第17回レーザー産業賞,国内外で高い評価を受ける6件のレーザー製品・技術が受賞

第17回レーザー学会産業賞が決定した。今年は合計6件が受賞した。受賞社と対象製品・技術は表のとおり。授賞式は4月24日にOPIE25展示ホール内特設会場で執り行なわれる。

レーザー産業賞は,レーザーに関する製品や技術の開発,実用化,普及などで学術・産業の発展に貢献した企業・団体を表彰するもので,『優秀賞』『奨励賞』『貢献賞』が設けられている。

今回の受賞者を見ると,半導体産業を支える光源からレーザー核融合などの実現につながる材料や技術といったトレンドに即し,多岐にわたる成果が選出された。

例えば,優秀賞を受賞したレーザーテックは最先端の半導体製造プロセスにおいて不可欠なEUVフォトマスク検査技術の革新に大きく貢献したことが評価されている。同社が開発したURASHIMA光源は,EUVフォトマスク検査に対応する高輝度EUVプラズマ光源であり,ペリクルの熱負荷抑制と安定した検査用照明の両立により,従来技術の課題を解決することに成功。

さらに,URASHIMA光源を搭載したACTISシリーズは,EUV露光プロセスにおけるマスク欠陥の高感度・高精度検査を可能にし,世界的な半導体メーカーの製造現場で広く採用された。
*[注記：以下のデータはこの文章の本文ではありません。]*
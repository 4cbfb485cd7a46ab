//! Entitlement accrual arithmetic. No I/O.

use chrono::{DateTime, Duration, Utc};

use crate::error::{ServiceError, ServiceResult};

/// Fallback reward period when a pledge carries no next charge date.
pub const REWARD_PERIOD_DAYS: i64 = 30;

/// Compute a new entitlement expiration.
///
/// Earned time stacks on top of the current expiration when one exists,
/// whether it lies in the past or the future; otherwise the clock starts
/// from `now`. Negative earned durations are rejected — callers are
/// expected to have screened those out as non-accruing events.
pub fn accrue(
    earned: Duration,
    current_expiration: Option<DateTime<Utc>>,
    now: DateTime<Utc>,
) -> ServiceResult<DateTime<Utc>> {
    if earned < Duration::zero() {
        return Err(ServiceError::InvalidDuration(earned.num_seconds()));
    }

    Ok(match current_expiration {
        Some(expiration) => expiration + earned,
        None => now + earned,
    })
}
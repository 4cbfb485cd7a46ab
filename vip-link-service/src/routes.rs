//! Axum route handlers: the webhook entry point and the linking RPC API.

use axum::extract::State;
use axum::http::{HeaderMap, StatusCode};
use axum::response::Json;
use serde::Serialize;
use std::sync::Arc;
use std::time::Instant;
use vip_link_types::*;

use crate::db::Db;
use crate::error::ServiceError;
use crate::events::classify;
use crate::handlers::EventProcessor;

pub const EVENT_HEADER: &str = "X-Patreon-Event";

pub struct AppState {
    pub db: Arc<Db>,
    pub processor: Arc<EventProcessor>,
    pub start_time: Instant,
}

/// Webhook acknowledgment body.
#[derive(Debug, Serialize)]
pub struct WebhookAck {
    pub event: Option<String>,
    pub outcome: String,
    #[serde(skip_serializing_if = "Vec::is_empty")]
    pub grants: Vec<GrantReport>,
}

fn error_status(e: &ServiceError) -> StatusCode {
    match e {
        ServiceError::NotFound(_) => StatusCode::NOT_FOUND,
        ServiceError::Conflict(_) => StatusCode::CONFLICT,
        ServiceError::MalformedEvent(_) => StatusCode::BAD_REQUEST,
        ServiceError::Unmatched(_) => StatusCode::BAD_REQUEST,
        ServiceError::InvalidDuration(_) => StatusCode::BAD_REQUEST,
        ServiceError::UpstreamUnavailable(_) => StatusCode::BAD_GATEWAY,
        ServiceError::Database(_) => StatusCode::INTERNAL_SERVER_ERROR,
    }
}

// POST /webhook/patreon
//
// Classification happens before the body is parsed: a malformed header is
// rejected on the spot, and an unmatched event is acknowledged with 200 so
// the platform does not keep redelivering something we will never handle.
pub async fn patreon_webhook(
    State(state): State<Arc<AppState>>,
    headers: HeaderMap,
    raw_body: String,
) -> (StatusCode, Json<RpcResponse<WebhookAck>>) {
    let Some(header) = headers.get(EVENT_HEADER).and_then(|v| v.to_str().ok()) else {
        return (
            StatusCode::BAD_REQUEST,
            Json(RpcResponse::err(format!("missing {} header", EVENT_HEADER))),
        );
    };

    let kind = match classify(header) {
        Ok(kind) => kind,
        Err(e @ ServiceError::Unmatched(_)) => {
            log::info!("[Webhook] Ignoring event: {}", e);
            return (
                StatusCode::OK,
                Json(RpcResponse::ok(WebhookAck {
                    event: None,
                    outcome: "ignored".to_string(),
                    grants: Vec::new(),
                })),
            );
        }
        Err(e) => {
            log::error!("[Webhook] Rejecting event header {:?}: {}", header, e);
            return (error_status(&e), Json(RpcResponse::err(e.to_string())));
        }
    };

    let body: serde_json::Value = match serde_json::from_str(&raw_body) {
        Ok(v) => v,
        Err(e) => {
            return (
                StatusCode::BAD_REQUEST,
                Json(RpcResponse::err(format!("invalid JSON payload: {}", e))),
            );
        }
    };

    match state.processor.process(kind, &body).await {
        Ok(outcome) if outcome.has_failures() => {
            // Partially failed: report it so the sender redelivers.
            let ack = WebhookAck {
                event: Some(kind.as_str().to_string()),
                outcome: "partial_failure".to_string(),
                grants: outcome.grants,
            };
            (
                StatusCode::BAD_GATEWAY,
                Json(RpcResponse {
                    success: false,
                    data: Some(ack),
                    error: Some("entitlement extension partially failed".to_string()),
                }),
            )
        }
        Ok(outcome) => (
            StatusCode::OK,
            Json(RpcResponse::ok(WebhookAck {
                event: Some(kind.as_str().to_string()),
                outcome: "handled".to_string(),
                grants: outcome.grants,
            })),
        ),
        Err(e) => {
            log::error!("[Webhook] {} failed: {}", kind.as_str(), e);
            (error_status(&e), Json(RpcResponse::err(e.to_string())))
        }
    }
}

// POST /rpc/link/primary
pub async fn link_primary(
    State(state): State<Arc<AppState>>,
    Json(req): Json<LinkPrimaryRequest>,
) -> (StatusCode, Json<RpcResponse<LinkReport>>) {
    match state.db.link_primary(&req.chat_name, &req.player_id) {
        Ok(report) => (StatusCode::OK, Json(RpcResponse::ok(report))),
        Err(e) => (error_status(&e), Json(RpcResponse::err(e.to_string()))),
    }
}

// POST /rpc/unlink/primary
pub async fn unlink_primary(
    State(state): State<Arc<AppState>>,
    Json(req): Json<UnlinkPrimaryRequest>,
) -> (StatusCode, Json<RpcResponse<UnlinkReport>>) {
    match state.db.unlink_primary(&req.chat_name) {
        Ok(report) => (StatusCode::OK, Json(RpcResponse::ok(report))),
        Err(e) => (error_status(&e), Json(RpcResponse::err(e.to_string()))),
    }
}

// POST /rpc/link/sponsored
pub async fn link_sponsored(
    State(state): State<Arc<AppState>>,
    Json(req): Json<LinkSponsoredRequest>,
) -> (StatusCode, Json<RpcResponse<LinkReport>>) {
    match state.db.link_sponsored(&req.chat_name, &req.player_id) {
        Ok(report) => (StatusCode::OK, Json(RpcResponse::ok(report))),
        Err(e) => (error_status(&e), Json(RpcResponse::err(e.to_string()))),
    }
}

// POST /rpc/unlink/sponsored
pub async fn unlink_sponsored(
    State(state): State<Arc<AppState>>,
    Json(req): Json<UnlinkSponsoredRequest>,
) -> (StatusCode, Json<RpcResponse<UnlinkReport>>) {
    match state.db.unlink_sponsored(&req.chat_name, &req.player_id) {
        Ok(report) => (StatusCode::OK, Json(RpcResponse::ok(report))),
        Err(e) => (error_status(&e), Json(RpcResponse::err(e.to_string()))),
    }
}

// POST /rpc/link/billing
pub async fn link_billing(
    State(state): State<Arc<AppState>>,
    Json(req): Json<LinkBillingRequest>,
) -> (StatusCode, Json<RpcResponse<LinkReport>>) {
    match state.db.link_billing(&req.chat_name, &req.billing_id) {
        Ok(report) => (StatusCode::OK, Json(RpcResponse::ok(report))),
        Err(e) => (error_status(&e), Json(RpcResponse::err(e.to_string()))),
    }
}

// POST /rpc/unlink/billing
pub async fn unlink_billing(
    State(state): State<Arc<AppState>>,
    Json(req): Json<UnlinkBillingRequest>,
) -> (StatusCode, Json<RpcResponse<UnlinkReport>>) {
    match state.db.unlink_billing(&req.chat_name) {
        Ok(report) => (StatusCode::OK, Json(RpcResponse::ok(report))),
        Err(e) => (error_status(&e), Json(RpcResponse::err(e.to_string()))),
    }
}

// GET /rpc/stats
pub async fn stats(
    State(state): State<Arc<AppState>>,
) -> (StatusCode, Json<RpcResponse<LinkStats>>) {
    match state.db.stats() {
        Ok(s) => (StatusCode::OK, Json(RpcResponse::ok(s))),
        Err(e) => (error_status(&e), Json(RpcResponse::err(e.to_string()))),
    }
}

// GET /rpc/status
pub async fn status(
    State(state): State<Arc<AppState>>,
) -> (StatusCode, Json<RpcResponse<ServiceStatus>>) {
    let stats = state.db.stats().ok();
    (
        StatusCode::OK,
        Json(RpcResponse::ok(ServiceStatus {
            running: true,
            uptime_secs: state.start_time.elapsed().as_secs(),
            chat_identities: stats.as_ref().map(|s| s.chat_identities).unwrap_or(0),
            player_identities: stats.as_ref().map(|s| s.player_identities).unwrap_or(0),
        })),
    )
}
同じく優秀賞を受賞したオキサイドは,半導体検査装置向け266nm高出力パルスファイバーレーザー光源の開発を通じ,業界の品質管理および製造プロセスの向上に大きく貢献したことが評価された。このレーザー装置は,短波長・高出力・高繰返し動作を実現し,従来の可視・紫外レーザーでは困難であったウェハやマスク表面の欠陥・異物を高速かつ高精度に計測できる。

また,独自の波長変換技術とBBO結晶の育成技術により,長寿命かつ高信頼性を確保し,半導体製造装置市場における次世代プロセスの高度化に寄与。さらに,国内外での販売実績も着実に伸長し,今後の市場成長が期待される分野での技術的優位性を確立した。

パワーレーザーの実現につながる材料の開発で優秀賞を受賞した神島化学工業は,YAGセラミックスの透明化と高品質化に成功し,レーザー媒質としての実用化を実現。また,高度な焼結・加工技術を活かし,単結晶では困難とされてきた接合技術を確立し,高出力・高繰り返しレーザーに必要な大型接合部品の製造を可能とした。

これにより,レーザー核融合や宇宙デブリ除去といった最先端分野への応用が拓かれ,さらにレーザーセラミックスの大規模生産技術を確立し,安定供給を実現したことで,産業用レーザー市場での採用が拡大しており,その技術的優位性が確立された。これらが高く評価された。

これらの革新的な成果は,産業界での進展を促すだけでなく,広範囲にわたる社会的影響が期待されている。レーザー技術の応用可能性がますます拡大していることを示す今回の受賞は,次世代の技術基盤を支える重要な一歩になるだろう。